**Your assignment**
With both ends included, transcribe exactly the records below from their first line to the line that contains "const DOCX_CONTENT_TYPE: &str".

*** Data shown

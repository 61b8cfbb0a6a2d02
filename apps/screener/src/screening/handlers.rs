//! Axum route handlers for the Screening API.

use std::path::{Path, PathBuf};

use axum::{
    extract::{Multipart, Path as AxumPath, State},
    http::header,
    response::IntoResponse,
    Json,
};
use bytes::Bytes;
use serde::Serialize;
use tracing::{info, warn};
use uuid::Uuid;

use crate::errors::AppError;
use crate::offers::{sanitize_file_component, OFFER_LETTER_SUFFIX};
use crate::scheduling::InterviewOutcome;
use crate::screening::pipeline::{
    process_screening, InterviewRequest, OfferRequest, ScreeningOutcome, ScreeningRequest,
};
use crate::screening::scorer::ScoreResult;
use crate::state::AppState;

const DOCX_CONTENT_TYPE: &str =
    "application/vnd.openxmlformats-officedocument.wordprocessingml.document";

// ────────────────────────────────────────────────────────────────────────────
// Request / Response types
// ────────────────────────────────────────────────────────────────────────────

/// An uploaded file held in memory until it is staged on disk.
#[derive(Debug)]
pub struct UploadedFile {
    pub file_name: String,
    pub data: Bytes,
}

/// Multipart form fields of `POST /api/v1/screenings`.
#[derive(Debug, Default)]
pub struct ScreeningForm {
    pub job_description: Option<UploadedFile>,
    pub template: Option<UploadedFile>,
    pub resumes: Vec<UploadedFile>,
    pub schedule_interview: bool,
    pub interview_date: String,
    pub interview_time: String,
    pub generate_offer: bool,
    pub role: String,
    pub joining_date: String,
    pub candidate_name: String,
}

#[derive(Debug, Serialize)]
pub struct ScreeningResponse {
    pub run_id: Uuid,
    pub results: Vec<ScoreResult>,
    pub interviews: Vec<InterviewOutcome>,
    pub analysis_report: String,
    pub interview_report: String,
    /// File names, downloadable from `/api/v1/offer-letters/:file_name`.
    pub offer_letters: Vec<String>,
}

impl From<ScreeningOutcome> for ScreeningResponse {
    fn from(outcome: ScreeningOutcome) -> Self {
        Self {
            run_id: outcome.run_id,
            results: outcome.results,
            interviews: outcome.interviews,
            analysis_report: outcome.analysis_report,
            interview_report: outcome.interview_report,
            offer_letters: outcome
                .offer_letters
                .iter()
                .filter_map(|p| p.file_name())
                .map(|n| n.to_string_lossy().into_owned())
                .collect(),
        }
    }
}

// ────────────────────────────────────────────────────────────────────────────
// Handlers
// ────────────────────────────────────────────────────────────────────────────

/// POST /api/v1/screenings
///
/// Scores uploaded resumes against the uploaded job description and, when asked,
/// schedules interviews and fills the offer-letter template for eligible candidates.
pub async fn handle_create_screening(
    State(state): State<AppState>,
    multipart: Multipart,
) -> Result<Json<ScreeningResponse>, AppError> {
    let form = read_form(multipart).await?;

    // Staged uploads live until this handler returns.
    let staging = tempfile::tempdir().map_err(|e| AppError::Internal(e.into()))?;
    let request = stage_form(form, staging.path()).await?;

    let encoder = state.encoder.clone();
    let offer_dir = state.config.offer_letter_dir.clone();
    let outcome = tokio::task::spawn_blocking(move || {
        process_screening(&request, encoder.as_ref(), &offer_dir)
    })
    .await
    .map_err(|e| AppError::Internal(e.into()))??;

    Ok(Json(outcome.into()))
}

/// GET /api/v1/offer-letters/:file_name
///
/// Downloads a previously generated offer letter.
pub async fn handle_download_offer_letter(
    State(state): State<AppState>,
    AxumPath(file_name): AxumPath<String>,
) -> Result<impl IntoResponse, AppError> {
    if !is_offer_letter_name(&file_name) {
        return Err(AppError::Validation(format!(
            "'{file_name}' is not an offer letter file name"
        )));
    }

    let path = state.config.offer_letter_dir.join(&file_name);
    let data = match tokio::fs::read(&path).await {
        Ok(data) => data,
        Err(e) if e.kind() == std::io::ErrorKind::NotFound => {
            return Err(AppError::NotFound(format!("Offer letter '{file_name}'")));
        }
        Err(e) => return Err(AppError::Internal(e.into())),
    };

    info!(%file_name, bytes = data.len(), "offer letter downloaded");
    Ok((
        [
            (header::CONTENT_TYPE, DOCX_CONTENT_TYPE.to_string()),
            (
                header::CONTENT_DISPOSITION,
                format!("attachment; filename=\"{}\"", file_name.replace('"', "")),
            ),
        ],
        data,
    ))
}

// ────────────────────────────────────────────────────────────────────────────
// Form handling
// ────────────────────────────────────────────────────────────────────────────

async fn read_form(mut multipart: Multipart) -> Result<ScreeningForm, AppError> {
    let mut form = ScreeningForm::default();

    while let Some(field) = multipart
        .next_field()
        .await
        .map_err(|e| AppError::Validation(format!("Malformed multipart body: {e}")))?
    {
        let name = field.name().unwrap_or("").to_string();
        match name.as_str() {
            "job_description" | "template" | "resumes" => {
                let file_name = field.file_name().unwrap_or("upload").to_string();
                let data = field
                    .bytes()
                    .await
                    .map_err(|e| AppError::Validation(format!("Failed to read '{name}': {e}")))?;
                let file = UploadedFile { file_name, data };
                match name.as_str() {
                    "job_description" => form.job_description = Some(file),
                    "template" => form.template = Some(file),
                    _ => form.resumes.push(file),
                }
            }
            _ => {
                let value = field
                    .text()
                    .await
                    .map_err(|e| AppError::Validation(format!("Failed to read '{name}': {e}")))?;
                apply_text_field(&mut form, &name, value);
            }
        }
    }

    Ok(form)
}

fn apply_text_field(form: &mut ScreeningForm, name: &str, value: String) {
    match name {
        "schedule_interview" => form.schedule_interview = parse_choice(&value),
        "interview_date" => form.interview_date = value,
        "interview_time" => form.interview_time = value,
        "generate_offer" => form.generate_offer = parse_choice(&value),
        "role" => form.role = value,
        "joining_date" => form.joining_date = value,
        "candidate_name" => form.candidate_name = value,
        other => warn!(field = other, "ignoring unknown form field"),
    }
}

/// "Yes"/"No" radio values; "true"/"1" are accepted too.
fn parse_choice(value: &str) -> bool {
    matches!(
        value.trim().to_lowercase().as_str(),
        "yes" | "y" | "true" | "1"
    )
}

/// Writes uploads under `dir`, keeping original file names so format detection
/// by extension works. Every upload gets its own subdirectory
/// (`job_description/`, `template/`, `resumes/<idx>/`), so equal names never collide.
async fn stage_form(form: ScreeningForm, dir: &Path) -> Result<ScreeningRequest, AppError> {
    let job_description = match form.job_description {
        Some(file) => Some(stage_file(&dir.join("job_description"), &file).await?),
        None => None,
    };
    let template = match form.template {
        Some(file) => Some(stage_file(&dir.join("template"), &file).await?),
        None => None,
    };

    let mut resumes = Vec::with_capacity(form.resumes.len());
    for (idx, file) in form.resumes.iter().enumerate() {
        let resume_dir = dir.join("resumes").join(idx.to_string());
        resumes.push(stage_file(&resume_dir, file).await?);
    }

    let interview = form.schedule_interview.then(|| InterviewRequest {
        date: form.interview_date,
        time: form.interview_time,
    });
    let offer = form.generate_offer.then(|| OfferRequest {
        role: form.role,
        joining_date: form.joining_date,
        candidate_name: Some(form.candidate_name.trim().to_string()).filter(|n| !n.is_empty()),
    });

    Ok(ScreeningRequest {
        job_description,
        template,
        resumes,
        interview,
        offer,
    })
}

async fn stage_file(dir: &Path, file: &UploadedFile) -> Result<PathBuf, AppError> {
    tokio::fs::create_dir_all(dir)
        .await
        .map_err(|e| AppError::Internal(e.into()))?;
    let path = dir.join(sanitize_file_component(&file.file_name));
    tokio::fs::write(&path, &file.data)
        .await
        .map_err(|e| AppError::Internal(e.into()))?;
    Ok(path)
}

fn is_offer_letter_name(file_name: &str) -> bool {
    file_name.ends_with(OFFER_LETTER_SUFFIX)
        && !file_name.contains(['/', '\\'])
        && !file_name.contains("..")
}

#[cfg(test)]
mod tests {
    use super::*;

    #[test]
    fn test_parse_choice() {
        assert!(parse_choice("Yes"));
        assert!(parse_choice(" yes "));
        assert!(parse_choice("true"));
        assert!(!parse_choice("No"));
        assert!(!parse_choice(""));
    }

    #[test]
    fn test_is_offer_letter_name() {
        assert!(is_offer_letter_name("Jane Doe_20240115143000_Offer_Letter.docx"));
        assert!(!is_offer_letter_name("../Jane_Offer_Letter.docx"));
        assert!(!is_offer_letter_name("a/b_Offer_Letter.docx"));
        assert!(!is_offer_letter_name("passwd"));
    }

    #[test]
    fn test_apply_text_fields() {
        let mut form = ScreeningForm::default();
        apply_text_field(&mut form, "schedule_interview", "Yes".to_string());
        apply_text_field(&mut form, "interview_time", "02:30 PM".to_string());
        apply_text_field(&mut form, "generate_offer", "No".to_string());
        apply_text_field(&mut form, "unexpected", "ignored".to_string());
        assert!(form.schedule_interview);
        assert!(!form.generate_offer);
        assert_eq!(form.interview_time, "02:30 PM");
    }

    #[tokio::test]
    async fn test_stage_form_writes_files_and_builds_request() {
        let dir = tempfile::tempdir().unwrap();
        let form = ScreeningForm {
            job_description: Some(UploadedFile {
                file_name: "jd.txt".to_string(),
                data: Bytes::from_static(b"Rust engineer"),
            }),
            template: None,
            resumes: vec![
                UploadedFile {
                    file_name: "cv.txt".to_string(),
                    data: Bytes::from_static(b"first"),
                },
                UploadedFile {
                    file_name: "cv.txt".to_string(),
                    data: Bytes::from_static(b"second"),
                },
            ],
            schedule_interview: true,
            interview_date: "2024-01-15".to_string(),
            interview_time: "02:30 PM".to_string(),
            generate_offer: true,
            role: "Engineer".to_string(),
            joining_date: "2024-02-01".to_string(),
            candidate_name: "  ".to_string(),
        };

        let request = stage_form(form, dir.path()).await.unwrap();

        let jd = request.job_description.unwrap();
        assert_eq!(std::fs::read_to_string(jd).unwrap(), "Rust engineer");
        assert!(request.template.is_none());
        assert_eq!(request.resumes.len(), 2);
        assert_eq!(std::fs::read_to_string(&request.resumes[0]).unwrap(), "first");
        assert_eq!(std::fs::read_to_string(&request.resumes[1]).unwrap(), "second");
        assert_eq!(request.resumes[1].file_name().unwrap(), "cv.txt");
        assert_eq!(request.interview.unwrap().time, "02:30 PM");
        let offer = request.offer.unwrap();
        assert_eq!(offer.role, "Engineer");
        assert!(offer.candidate_name.is_none());
    }

    #[tokio::test]
    async fn test_uploads_with_equal_names_are_kept_apart() {
        let dir = tempfile::tempdir().unwrap();
        let upload = |data: &'static [u8]| UploadedFile {
            file_name: "upload".to_string(),
            data: Bytes::from_static(data),
        };
        let form = ScreeningForm {
            job_description: Some(upload(b"JOB DESCRIPTION TEXT")),
            template: Some(upload(b"PK\x03\x04template-bytes")),
            resumes: vec![upload(b"resume text")],
            ..Default::default()
        };

        let request = stage_form(form, dir.path()).await.unwrap();

        let jd = request.job_description.unwrap();
        let template = request.template.unwrap();
        assert_ne!(jd, template);
        assert_eq!(std::fs::read_to_string(&jd).unwrap(), "JOB DESCRIPTION TEXT");
        assert_eq!(std::fs::read(&template).unwrap(), b"PK\x03\x04template-bytes");
        assert_eq!(std::fs::read_to_string(&request.resumes[0]).unwrap(), "resume text");
    }

    #[tokio::test]
    async fn test_job_description_named_like_staging_dir() {
        let dir = tempfile::tempdir().unwrap();
        let form = ScreeningForm {
            job_description: Some(UploadedFile {
                file_name: "resumes".to_string(),
                data: Bytes::from_static(b"Rust engineer"),
            }),
            resumes: vec![UploadedFile {
                file_name: "cv.txt".to_string(),
                data: Bytes::from_static(b"cv"),
            }],
            ..Default::default()
        };

        let request = stage_form(form, dir.path()).await.unwrap();

        assert_eq!(std::fs::read_to_string(request.job_description.unwrap()).unwrap(), "Rust engineer");
        assert_eq!(std::fs::read_to_string(&request.resumes[0]).unwrap(), "cv");
    }
}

******

**Expected answer**
repository 61b8cfbb0a6a2d02
filename apps/screener/src/screening/handlers.rs
//! Axum route handlers for the Screening API.

use std::path::{Path, PathBuf};

use axum::{
    extract::{Multipart, Path as AxumPath, State},
    http::header,
    response::IntoResponse,
    Json,
};
use bytes::Bytes;
use serde::Serialize;
use tracing::{info, warn};
use uuid::Uuid;

use crate::errors::AppError;
use crate::offers::{sanitize_file_component, OFFER_LETTER_SUFFIX};
use crate::scheduling::InterviewOutcome;
use crate::screening::pipeline::{
    process_screening, InterviewRequest, OfferRequest, ScreeningOutcome, ScreeningRequest,
};
use crate::screening::scorer::ScoreResult;
use crate::state::AppState;

const DOCX_CONTENT_TYPE: &str =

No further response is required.